PART 4 : PEACE

Il n'y eut alors plus de place pour la retenue, pas plus que pour les mensonges. La vérité était là, criante, devant leurs yeux. Ils avaient essayé, chacun à leur manière, de la fuir, de l'enterrer, de la nier, avec ferveur, mais elle revenait toujours les frapper de plein fouet. Alors, à quoi bon lutter quand la délivrance avait si bon goût ?

Le baiser, d'abord chaste, se transforma rapidement en quelque chose d'instinctif, d'animal, comme si leur propre survie était en jeu. Sa bouche à elle semblait vouloir le dévorer, et ses mains à lui agrippaient son corps, traduisant son envie folle de la posséder et de ne plus jamais la perdre. Les vêtements tombaient au sol au même rythme que s'effondraient une à une toutes les barrières qui s'étaient dressées jusqu'alors entre eux. Son t-shirt, ses mensonges. Son peignoir, sa culpabilité. Son pantalon, ses faux prétextes. Sa nuisette, sa douleur. Bientôt, il ne resta plus rien, à part deux corps nus et deux âmes amoureuses désireuses de ne faire qu'une.

Elle s'allongea sur le sol, emportant Antonio avec elle. Le souffle court, les corps moites, les pupilles dilatées. Plus rien d'autre ne comptait, exceptés le désir et l'amour qu'ils avaient l'un pour l'autre. Leurs bouches ne se quittaient plus, à part pour goûter à la peau de l'autre. Antonio s'aventura dans le creux du cou de Gabi, provoquant une vague de frissons chez elle, avant de descendre à la rencontre de ses seins, qu'il goûta et mordilla tout en entrelaçant ses doigts aux siens. Sa main libre, quant à elle, s'aventura plus bas, toujours plus bas, jusqu'à trouver sa destination, chaude et humide, faisant redoubler son désir pour elle alors même qu'il ne pensait pas pouvoir en supporter plus. Il laissa sa main s'attarder et se confondre en caresses jusqu'à ce qu'il n'en puisse plus. Le dos de Gabi s'arquait, et elle gémit, haletante, murmurant inlassablement son nom. Il revint alors à sa rencontre, goûtant à nouveau à sa bouche, ses lèvres, sa langue. Elle agrippa ses mains à son dos, de toutes ses forces, et se servit de ses jambes pour inviter son bassin contre le sien, provoquant un irrésistible choc électrique entre eux. Ils échangèrent un regard, car les mots étaient désormais bien inutiles, et Antonio se glissa en elle.
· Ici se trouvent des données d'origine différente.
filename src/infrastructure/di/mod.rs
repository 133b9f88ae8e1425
//! Dependency injection container

mod service_container;

pub use service_container::ServiceContainer;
Tous deux retrouvèrent alors des sensations qu'ils ne pensaient plus jamais pouvoir ressentir, et pourtant, le feu était là, brûlant, continuellement ravivé et regonflé par leur va-et-vient. Respiration saccadée, souffle chaud, peaux moites, baisers enflammés, et toujours cette danse, d'abord lente et intense, puis plus rapide, jusqu'à ce que leurs corps et leurs âmes insatiables ne rencontrent finalement la délivrance qu'ils avaient tant cherché à fuir.

Elle croisa les jambes autour de lui pour le garder encore un peu en elle alors qu'il collait son front au sien, tous deux essoufflés et sonnés. Tandis qu'elle reprenait ses esprits, Gabi passa une main dans les cheveux d'Antonio et le regarda intensément, avant de lui offrir un nouveau baiser, doux, amoureux, et pleinement conscient. Lorsqu'il prit fin, un timide sourire se dessina dans la commissure des lèvres d'Antonio, et se refléta aussitôt sur le visage de Gabi. La trêve était signée.

Il y aurait des conséquences, et il y aurait encore de la douleur, mais c'était le prix qu'ils avaient choisi de payer pour ne plus avoir à mentir. Et pour ne plus avoir peur.